Gnat, je pense aussi au "ticket gagnant": ce n'est pas un ticket matérialisé mais une expression qui désigne un bon choix, une bonne combinaison, la bonne équipe, celle qui apporte un succès (voir ici ou là ou encore là...  ). Par contre un billet gagnant c'et toujours un morceau de papier qui rapporte des liasses de... papier  !


----------



## KaRiNe_Fr

Par contre, « j'te fiche mon billet » (= je te parie) que « j'ai un ticket avec toi » (= je te plais) ! Mais jamais le contraire.


----------



## limettier

Bonjour, est-ce qu'on pourrait dire: "Pour aller au cinéma j'achète toujours mes tickets bon marché" ? Peut-on utiliser ticket pour le cinéma?
Ou pour le cinéma et d'autres spectacles comme le théâtre ou un concert "ticket" on ne le dirait pas et on dirait peut-être: places / entrées / billets... (les trois sont possibles?
Qu'en pensez-vous?


----------



## Maître Capello

Je ne parlerais jamais de _ticket_ pour un spectacle ; je dirais _billet_.

Par ailleurs, je n'utiliserais pas _entrée_ dans ce contexte. _Place_ pourrait convenir, mais on pourrait comprendre que vous achetez des places de troisième catégorie.


----------



## limettier

Merci Maître Capello, c'est un peu plus clair maintenant.  Pourtant j'ai vu l'usage de "places de théâtre" et je pense que c'étaient des places normales... me trompe-je peût-être?
Et "entrée" dans quelle contexte pourrait-on l'utiliser?
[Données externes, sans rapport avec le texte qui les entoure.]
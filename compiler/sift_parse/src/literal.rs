//! Literal conversion.

use sift_ir::Atom;

/// Why a literal could not be converted; the message names the target.
#[derive(Debug, PartialEq, Eq)]
pub struct BadLiteral(pub &'static str);

const INTEGER: BadLiteral = BadLiteral("an integer");
const UNSIGNED: BadLiteral = BadLiteral("an unsigned integer");
const FLOAT: BadLiteral = BadLiteral("a floating-point number");

/// Bare digits, with an optional `u` suffix.
pub fn unsigned(text: &str) -> Result<Atom, BadLiteral> {
    let digits = text.strip_suffix('u').unwrap_or(text);
    digits.parse().map(Atom::UInt).map_err(|_| UNSIGNED)
}

/// `0x` followed by hex digits.
pub fn hex(text: &str) -> Result<Atom, BadLiteral> {
    let digits = text.get(2..).unwrap_or_default();
    u64::from_str_radix(digits, 16)
        .map(Atom::UInt)
        .map_err(|_| UNSIGNED)
}

/// Digits with an optional signed suffix, optionally negated.
pub fn signed(text: &str, negative: bool) -> Result<Atom, BadLiteral> {
    let digits = text.trim_end_matches(['s', 'l', 'i', 'u']);
    let parsed = if negative {
        format!("-{digits}").parse()
    } else {
        digits.parse()
    };
    parsed.map(Atom::Int).map_err(|_| INTEGER)
}

pub fn float(text: &str, negative: bool) -> Result<Atom, BadLiteral> {
    let v: f64 = text.parse().map_err(|_| FLOAT)?;
    Ok(Atom::Real(if negative { -v } else { v }))
}

/// Strip the quotes and resolve escapes. `\t \n \r \e` are control
/// characters; any other escaped character stands for itself.
pub fn string(text: &str) -> String {
    let inner = text.get(1..text.len().saturating_sub(1)).unwrap_or_default();
    let mut out = String::with_capacity(inner.len());
    let mut chars = inner.chars();
    while let Some(c) = chars.next() {
        if c != '\\' {
            out.push(c);
            continue;
        }
        match chars.next() {
            Some('t') => out.push('\t'),
            Some('n') => out.push('\n'),
            Some('r') => out.push('\r'),
            Some('e') => out.push('\x1b'),
            Some(other) => out.push(other),
            None => {}
        }
    }
    out
}

#[cfg(test)]
#[allow(
    clippy::unwrap_used,
    reason = "tests use unwrap to panic on unexpected state"
)]
mod tests;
Si ce n'est pas possible pour les concerts, le théâtre ou le cinéma, pour quel genre de chose on utilise donc "entrée"?


----------



## Maître Capello

Je n'ai pas dit que _place_ n'était pas possible… J'ai seulement dit qu'il pouvait y avoir un risque de confusion. 

Quant à _entrée_, on emploie souvent ce terme quand on est au guichet et qu'on achète ses places. Exemple : « Deux entrées adultes et deux enfants, s'il vous plaît. »


----------



## Nawaq

Avec concert, je crois que y a que places qui marche... pas tickets/billets.


----------



## Maître Capello

Pour un concert, je parlerais de _billet_ aussi bien que de _place_.


----------



## Nawaq

C'est peut-être un régionalisme.. par chez moi si tu demandais "des billets pour un concert", on comprendrait évidemment, mais ça sonne un peu étrange.


----------



## Maître Capello

Je ne crois pas que ce soit un régionalisme. Je trouve en effet de nombreuses références françaises qui parlent de _billets_ pour des concerts…
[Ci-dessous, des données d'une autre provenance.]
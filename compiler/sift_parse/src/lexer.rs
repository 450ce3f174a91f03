//! Tokenizer.
//!
//! Numeric and string literals are lexed as raw slices; their values are
//! converted by the parser so that conversion failures can name the literal.

use logos::Logos;
use sift_diagnostic::ParseError;

#[derive(Logos, Debug, Clone, Copy, PartialEq, Eq)]
#[logos(skip r"[ \t\r\n]+")]
#[logos(skip r"#[^\n]*")]
pub enum TokenKind {
    #[token("(")]
    LParen,
    #[token(")")]
    RParen,
    #[token("[")]
    LBracket,
    #[token("]")]
    RBracket,
    #[token("[.")]
    ArrayOpen,
    #[token(".]")]
    ArrayClose,
    #[token("{")]
    LBrace,
    #[token("}")]
    RBrace,
    #[token(",")]
    Comma,
    #[token(";")]
    Semicolon,
    #[token(":")]
    Colon,
    #[token("?")]
    Question,
    #[token("..")]
    DotDot,
    #[token(".")]
    Dot,
    #[token("->")]
    Arrow,
    #[token("=")]
    Assign,
    #[token("<<")]
    RecOpen,
    #[token(">>")]
    RecClose,
    #[token("$")]
    Dollar,

    #[token("**")]
    StarStar,
    #[token("*")]
    Star,
    #[token("/")]
    Slash,
    #[token("%")]
    Percent,
    #[token("+")]
    Plus,
    #[token("-")]
    Minus,
    #[token("&&")]
    AmpAmp,
    #[token("&")]
    Amp,
    #[token("||")]
    PipePipe,
    #[token("|")]
    Pipe,
    #[token("^")]
    Caret,
    #[token("!")]
    Bang,
    #[token("~")]
    Tilde,

    #[token("==")]
    EqEq,
    #[token("!=")]
    NotEq,
    #[token("<")]
    Lt,
    #[token(">")]
    Gt,
    #[token("<=")]
    LtEq,
    #[token(">=")]
    GtEq,

    /// `0x` hexadecimal, always unsigned.
    #[regex(r"0[xX][0-9a-fA-F]+")]
    Hex,
    /// Digits with an optional `u` suffix.
    #[regex(r"[0-9]+u?")]
    UInt,
    /// Digits with a signed suffix `s`, `l` or `i`.
    #[regex(r"[0-9]+[sli]")]
    Int,
    #[regex(r"[0-9]+\.[0-9]*([eE][+-]?[0-9]+)?")]
    #[regex(r"[0-9]+[eE][+-]?[0-9]+")]
    Float,
    #[regex(r#""([^"\\]|\\[\s\S])*""#)]
    #[regex(r"'([^'\\]|\\[\s\S])*'")]
    Str,

    #[token("@")]
    At,
    #[regex(r"[a-zA-Z][a-zA-Z0-9_]*")]
    Ident,
}

impl TokenKind {
    pub fn is_number(self) -> bool {
        matches!(self, TokenKind::UInt | TokenKind::Int | TokenKind::Float)
    }

    /// Tokens that can open an operand, as opposed to continuing one.
    pub fn starts_operand(self) -> bool {
        matches!(
            self,
            TokenKind::Ident
                | TokenKind::At
                | TokenKind::UInt
                | TokenKind::Int
                | TokenKind::Float
                | TokenKind::Hex
                | TokenKind::Str
                | TokenKind::LParen
                | TokenKind::LBracket
                | TokenKind::ArrayOpen
                | TokenKind::LBrace
                | TokenKind::RecOpen
                | TokenKind::Dollar
                | TokenKind::Bang
                | TokenKind::Tilde
        )
    }

    /// Tokens that may follow a complete statement.
    pub fn ends_statement(self) -> bool {
        matches!(
            self,
            TokenKind::Comma
                | TokenKind::Semicolon
                | TokenKind::RParen
                | TokenKind::RBracket
                | TokenKind::ArrayClose
                | TokenKind::RBrace
                | TokenKind::Colon
                | TokenKind::Arrow
                | TokenKind::RecClose
        )
    }
}

#[derive(Copy, Clone, Debug, PartialEq, Eq)]
pub struct Token {
    pub kind: TokenKind,
    /// Byte range in the source.
    pub start: usize,
    pub end: usize,
}

/// Tokenize `source`. An unrecognized character is reported as unparsed
/// input from that point on.
pub fn lex(source: &str) -> Result<Vec<Token>, ParseError> {
    let mut lexer = TokenKind::lexer(source);
    let mut tokens = Vec::new();
    while let Some(kind) = lexer.next() {
        let span = lexer.span();
        match kind {
            Ok(kind) => tokens.push(Token {
                kind,
                start: span.start,
                end: span.end,
            }),
            Err(()) => return Err(ParseError::unparsed(source, span.start)),
        }
    }
    Ok(tokens)
}

#[cfg(test)]
#[allow(
    clippy::unwrap_used,
    reason = "tests use unwrap to panic on unexpected state"
)]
_Les 75 000 billets mis en vente pour l'unique concert des Rolling Stones au Stade de France le 13 juin ont été vendus en cinquante et une minutes_ (_Le Monde_, 28 mars 2014).
_Les billets pour le concert en mémoire du Roi de la pop, qui se déroulera le 26 septembre à Vienne, se sont envolés jeudi, dès leur mise en vente_ (_Le Figaro_, 21 août 2009).
_Baisse de 80% des ventes de billets de concerts à Paris depuis les attentats_ (_Le Point_, 20 décembre 2015).
_Montpellier : la vente des billets du concert de Kanye West reportée_ (_Midi Libre_, 27 mars 2014).
_Adele : la prévente de ses billets de concert sème le chaos_ (_Grazia_, 1er décembre 2015).
_billet de concert_ (Dicocitations).


----------



## Nawaq

Ce que je pensais et que j'ai pas réussi à dire correctement c'est que par chez moi, _billets_ ne s'utilise pas comme ça, ou peut-être que si mais je ne l'ai jamais entendu. Mais comme vos exemples le montrent, je dois me tromper, et vu que je ne suis pas très branchée concerts, la seule option que je connais c'est "places". Voilà, pardon.


----------



## KennyHun

Et puis s'il s'agit d'un _autocar _ou d'un _bus touristique_ qui permet de visiter la ville ? Encore _ticket _? 
(La phrase : j'ai eu un ticket gratuit pour un bus touristique [pour visiter la ville] par un ami qui travaille pour la société.) Ca dépend de la taille (de la carte), comme on l'a dit sur un autre fil ? Mais que diriez-vous intuitivement ?

Merci.


----------



## Lly4n4

Nawaq said:


> Ce que je pensais et que j'ai pas réussi à dire correctement c'est que par chez moi, _billets_ ne s'utilise pas comme ça, ou peut-être que si mais je ne l'ai jamais entendu.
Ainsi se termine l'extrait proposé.